The British Pakistani Christian Association is pleased to endorse a Home Office assessment guidance and training programme that should help reduce the likelihood that genuine persecuted Christian converts are denied asylum because of their failure to correctly answer biblical and theological questions.

Read a further article by Christian Post (click here)

The United Kingdom’s immigration and security agency issued a new country guidance for Pakistan in May 2016 that detailed the persecution faced by Christians and Christian converts in the 96 percent Muslim-majority nation and offered advice for how caseworkers should assess Christian convert asylum claims.

As Christians who convert to Islam are considered apostates and many have been killed or persecuted in Pakistan, the Home Office guidance advises caseworkers to assess “the credibility of the claim rather than on the personal credibility of the claimant.”

Rather than placing weight on the applicant’s trivial knowledge of the Bible and certain religious traditions of the faith, the guidance advises caseworkers to ask questions that focus on a person’s own spiritual journey that lead to their conversion.

The Pakistan country guidance comes after a January 2015 guidance on “Assessing credibility and refugee status,” for which caseworkers began training in 2015.  The new training ensures interviewers to open questions that will allow for religious convert applicants to establish their involvement in their new faith, rather than how much they know about the religion. This Training for caseworkers is still ongoing.

According to the May guidance on Pakistani Christians, caseworkers should look for “sufficient detail and specificity” in the applicant’s responses and that their responses and statements are “internally consistent and coherent,” “consistent with with other evidence” and “plausible.” Such training will hopefully improve the quality of interviews and ensuing asylum decisions.

BPCA played an active role in assisting the Home Office in developing aspects of the training and many of their ideas have been incorporated into the new  training programme.

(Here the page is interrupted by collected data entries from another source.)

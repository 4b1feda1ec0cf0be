//! Integration tests for SqliteRecordStore
//!
//! These tests verify all RecordStore methods using an in-memory SQLite
//! database. Each test function creates a fresh database to ensure test
//! isolation.

use chrono::{Duration, TimeZone, Utc};

use painlog_core::domain::{
    CoreError, FieldValue, MetadataKey, NewRecord, PainRecord, RecordId, RecordPatch,
};
use painlog_core::ports::{RecordFilter, RecordStore, SortOrder};
use painlog_store::{DatabasePool, SqliteRecordStore};

// ============================================================================
// Test helpers
// ============================================================================

/// Create a fresh in-memory store for each test
async fn setup() -> SqliteRecordStore {
    let pool = DatabasePool::in_memory()
        .await
        .expect("Failed to create in-memory database");
    SqliteRecordStore::new(pool.pool().clone())
}

fn new_record(start_ms: i64, pain: u8, region: &str) -> NewRecord {
    NewRecord {
        start_at: Utc.timestamp_millis_opt(start_ms).unwrap(),
        end_at: None,
        pain,
        region: FieldValue::new(region),
        joint: None,
        symptom: FieldValue::new("aching"),
        trigger: None,
        notes: String::new(),
    }
}

// ============================================================================
// CRUD tests
// ============================================================================

#[tokio::test]
async fn test_create_and_get_record() {
    let store = setup().await;

    let created = store
        .create(NewRecord {
            start_at: Utc.timestamp_millis_opt(1_700_000_000_000).unwrap(),
            end_at: Some(Utc.timestamp_millis_opt(1_700_000_300_000).unwrap()),
            pain: 7,
            region: FieldValue::new("knee"),
            joint: Some(FieldValue::new("patella")),
            symptom: FieldValue::with_custom_text("other", "grinding"),
            trigger: Some(FieldValue::new("running")),
            notes: "after the evening run".to_string(),
        })
        .await
        .unwrap();

    assert_eq!(created.created_at, created.updated_at);

    let retrieved = store.get(&created.id).await.unwrap();
    assert_eq!(retrieved, Some(created));
}

#[tokio::test]
async fn test_get_record_not_found() {
    let store = setup().await;

    let result = store.get(&RecordId::new("missing")).await.unwrap();
    assert!(result.is_none());
}

#[tokio::test]
async fn test_update_patches_and_bumps_updated_at() {
    let store = setup().await;
    let created = store.create(new_record(1_700_000_000_000, 4, "hip")).await.unwrap();

    let updated = store
        .update(
            &created.id,
            RecordPatch {
                pain: Some(9),
                notes: Some("worse at night".to_string()),
                ..Default::default()
            },
        )
        .await
        .unwrap();

    assert_eq!(updated.pain, 9);
    assert_eq!(updated.notes, "worse at night");
    assert_eq!(updated.region.key, "hip");
    assert_eq!(updated.created_at, created.created_at);
    assert!(updated.updated_at >= created.updated_at);

    let reread = store.get(&created.id).await.unwrap().unwrap();
    assert_eq!(reread, updated);
}

#[tokio::test]
async fn test_update_can_clear_optional_field() {
    let store = setup().await;
    let created = store
        .create(NewRecord {
            joint: Some(FieldValue::new("wrist")),
            ..new_record(1_700_000_000_000, 4, "arm")
        })
        .await
        .unwrap();

    let updated = store
        .update(
            &created.id,
            RecordPatch {
                joint: Some(None),
                ..Default::default()
            },
        )
        .await
        .unwrap();

    assert!(updated.joint.is_none());
}

#[tokio::test]
async fn test_update_missing_record_fails_with_not_found() {
    let store = setup().await;

    let err = store
        .update(&RecordId::new("missing"), RecordPatch::default())
        .await
        .unwrap_err();

    assert!(matches!(err, CoreError::NotFound(_)));
    // never creates as a side effect
    assert!(store.get(&RecordId::new("missing")).await.unwrap().is_none());
}

#[tokio::test]
async fn test_delete_is_idempotent() {
    let store = setup().await;
    let created = store.create(new_record(1_700_000_000_000, 4, "knee")).await.unwrap();

    store.delete(&created.id).await.unwrap();
    assert!(store.get(&created.id).await.unwrap().is_none());

    // second delete of the same id is not an error
    store.delete(&created.id).await.unwrap();
}

#[tokio::test]
async fn test_out_of_range_pain_row_fails_as_storage_error() {
    let pool = DatabasePool::in_memory().await.unwrap();

    // a hand-edited row bypassing the typed API
    sqlx::query(
        "INSERT INTO records (id, start_at, pain, region_key, symptom_key, created_at, updated_at) \
         VALUES ('bad', 0, 300, 'knee', 'aching', 0, 0)",
    )
    .execute(pool.pool())
    .await
    .unwrap();

    let store = SqliteRecordStore::new(pool.pool().clone());
    let err = store.get(&RecordId::new("bad")).await.unwrap_err();

    assert!(matches!(err, CoreError::Storage(m) if m.contains("pain")));
}

// ============================================================================
// List / filter tests
// ============================================================================

#[tokio::test]
async fn test_list_sorts_by_start_at() {
    let store = setup().await;
    store.create(new_record(2000, 5, "knee")).await.unwrap();
    store.create(new_record(1000, 5, "knee")).await.unwrap();
    store.create(new_record(3000, 5, "knee")).await.unwrap();

    let newest = store
        .list(&RecordFilter::new(), SortOrder::NewestFirst)
        .await
        .unwrap();
    let starts: Vec<i64> = newest.iter().map(|r| r.start_at.timestamp_millis()).collect();
    assert_eq!(starts, vec![3000, 2000, 1000]);

    let oldest = store
        .list(&RecordFilter::new(), SortOrder::OldestFirst)
        .await
        .unwrap();
    let starts: Vec<i64> = oldest.iter().map(|r| r.start_at.timestamp_millis()).collect();
    assert_eq!(starts, vec![1000, 2000, 3000]);
}

#[tokio::test]
async fn test_list_applies_pain_and_region_filters() {
    let store = setup().await;
    store.create(new_record(1000, 8, "knee")).await.unwrap();
    store.create(new_record(2000, 3, "knee")).await.unwrap();
    store.create(new_record(3000, 9, "hip")).await.unwrap();

    let filter = RecordFilter::new().with_min_pain(6).with_region_key("knee");
    let results = store.list(&filter, SortOrder::NewestFirst).await.unwrap();

    assert_eq!(results.len(), 1);
    assert_eq!(results[0].pain, 8);
    assert_eq!(results[0].region.key, "knee");
}

#[tokio::test]
async fn test_list_applies_trailing_window() {
    let store = setup().await;
    let now = Utc::now();
    store
        .create(NewRecord {
            start_at: now - Duration::days(2),
            ..new_record(0, 5, "knee")
        })
        .await
        .unwrap();
    store
        .create(NewRecord {
            start_at: now - Duration::days(40),
            ..new_record(0, 5, "knee")
        })
        .await
        .unwrap();

    let filter = RecordFilter::new().with_days(30);
    let results = store.list(&filter, SortOrder::NewestFirst).await.unwrap();

    assert_eq!(results.len(), 1);
    assert!(results[0].start_at > now - Duration::days(30));
}

#[tokio::test]
async fn test_list_applies_joint_filter() {
    let store = setup().await;
    store
        .create(NewRecord {
            joint: Some(FieldValue::new("patella")),
            ..new_record(1000, 5, "knee")
        })
        .await
        .unwrap();
    store.create(new_record(2000, 5, "knee")).await.unwrap();

    let filter = RecordFilter::new().with_joint_key("patella");
    let results = store.list(&filter, SortOrder::NewestFirst).await.unwrap();

    assert_eq!(results.len(), 1);
    assert_eq!(results[0].joint.as_ref().unwrap().key, "patella");
}

// ============================================================================
// Put (merge-engine upsert) tests
// ============================================================================

#[tokio::test]
async fn test_put_preserves_stamps_verbatim() {
    let store = setup().await;
    let stamp = Utc.timestamp_millis_opt(1_600_000_000_000).unwrap();
    let record = PainRecord {
        id: RecordId::new("imported-1"),
        start_at: stamp,
        end_at: None,
        pain: 6,
        region: FieldValue::new("shoulder"),
        joint: None,
        symptom: FieldValue::new("burning"),
        trigger: None,
        notes: String::new(),
        created_at: stamp,
        updated_at: stamp,
    };

    store.put(&record).await.unwrap();

    let reread = store.get(&record.id).await.unwrap().unwrap();
    assert_eq!(reread.created_at, stamp);
    assert_eq!(reread.updated_at, stamp);
}

#[tokio::test]
async fn test_put_replaces_existing_row() {
    let store = setup().await;
    let created = store.create(new_record(1000, 4, "knee")).await.unwrap();

    let replacement = PainRecord {
        pain: 10,
        notes: "replaced".to_string(),
        ..created.clone()
    };
    store.put(&replacement).await.unwrap();

    let reread = store.get(&created.id).await.unwrap().unwrap();
    assert_eq!(reread.pain, 10);
    assert_eq!(reread.notes, "replaced");
}

// ============================================================================
// Metadata tests
// ============================================================================

#[tokio::test]
async fn test_metadata_set_get_overwrite() {
    let store = setup().await;

    assert!(store
        .get_metadata(MetadataKey::RemoteFolderId)
        .await
        .unwrap()
        .is_none());

    store
        .set_metadata(MetadataKey::RemoteFolderId, "folder-1")
        .await
        .unwrap();
    store
        .set_metadata(MetadataKey::RemoteFolderId, "folder-2")
        .await
        .unwrap();

    assert_eq!(
        store
            .get_metadata(MetadataKey::RemoteFolderId)
            .await
            .unwrap()
            .as_deref(),
        Some("folder-2")
    );
}

#[tokio::test]
async fn test_clear_metadata_removes_every_key() {
    let store = setup().await;
    for key in MetadataKey::all() {
        store.set_metadata(key, "x").await.unwrap();
    }

    store.clear_metadata().await.unwrap();

    for key in MetadataKey::all() {
        assert!(store.get_metadata(key).await.unwrap().is_none());
    }
}

// ============================================================================
// File-backed pool tests
// ============================================================================

#[tokio::test]
async fn test_records_survive_pool_reopen() {
    let dir = tempfile::tempdir().unwrap();
    let db_path = dir.path().join("painlog.db");

    let id = {
        let pool = DatabasePool::new(&db_path).await.unwrap();
        let store = SqliteRecordStore::new(pool.pool().clone());
        store.create(new_record(1000, 5, "knee")).await.unwrap().id
    };

    let pool = DatabasePool::new(&db_path).await.unwrap();
    let store = SqliteRecordStore::new(pool.pool().clone());
    assert!(store.get(&id).await.unwrap().is_some());
}
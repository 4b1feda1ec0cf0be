//! Port definitions (trait interfaces implemented by adapter crates)

pub mod record_store;
pub mod remote_store;
pub mod session;

pub use record_store::{RecordFilter, RecordStore, SortOrder};
pub use remote_store::{AccessToken, RemoteId, RemoteStore, ResourceKind};
pub use session::{AuthHandshake, Connectivity};
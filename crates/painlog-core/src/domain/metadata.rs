//! Sync metadata keys
//!
//! The metadata table is a tiny key/value store holding remote resource
//! identifiers and last-sync instants. Keys are a fixed enumeration; at most
//! one value exists per key and absence means "unset".

use chrono::{DateTime, TimeZone, Utc};

/// Fixed enumeration of metadata keys
#[derive(Debug, Clone, Copy, PartialEq, Eq, Hash)]
pub enum MetadataKey {
    /// Id of the remote backup folder
    RemoteFolderId,
    /// Id of the remote backup document
    RemoteFileId,
    /// Instant of the last successful backup (epoch ms)
    LastBackupAt,
    /// Instant of the last successful restore (epoch ms)
    LastRestoreAt,
}

impl MetadataKey {
    /// Stable storage key string
    pub fn as_str(&self) -> &'static str {
        match self {
            MetadataKey::RemoteFolderId => "remote_folder_id",
            MetadataKey::RemoteFileId => "remote_file_id",
            MetadataKey::LastBackupAt => "last_backup_at",
            MetadataKey::LastRestoreAt => "last_restore_at",
        }
    }

    /// All keys, for explicit reset
    pub fn all() -> [MetadataKey; 4] {
        [
            MetadataKey::RemoteFolderId,
            MetadataKey::RemoteFileId,
            MetadataKey::LastBackupAt,
            MetadataKey::LastRestoreAt,
        ]
    }
}

/// Encodes an instant as the epoch-millisecond string stored under the
/// `Last*At` keys.
pub fn instant_to_value(instant: DateTime<Utc>) -> String {
    instant.timestamp_millis().to_string()
}

/// Decodes a stored epoch-millisecond string; malformed values read as unset.
pub fn instant_from_value(value: &str) -> Option<DateTime<Utc>> {
    value
        .parse::<i64>()
        .ok()
        .and_then(|ms| Utc.timestamp_millis_opt(ms).single())
}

“We put the guidance and Home Office training extracts past one of our researchers who is a Pentecostal theologian, and he liked what he saw,” BPCA Chairman Wilson Chowdhry said in a statement. “The new approach focuses on exploring an asylum claimant’s practice and experience of faith, rather than the old approach which consisted of asking questions to test general knowledge facts about the bible or the Christian faith.”

“We had heard horror stories of Iranian converts being failed over not knowing the meaning of obscure western Christmas customs and the like,” he continued. “And, we have come across several cases where Pakistani Christians have had their cases rejected due to lack of knowledge on the part of decision makers or immigration judges about Christian practice. We even contributed to a BBC article on the matter during June 2016 (click here).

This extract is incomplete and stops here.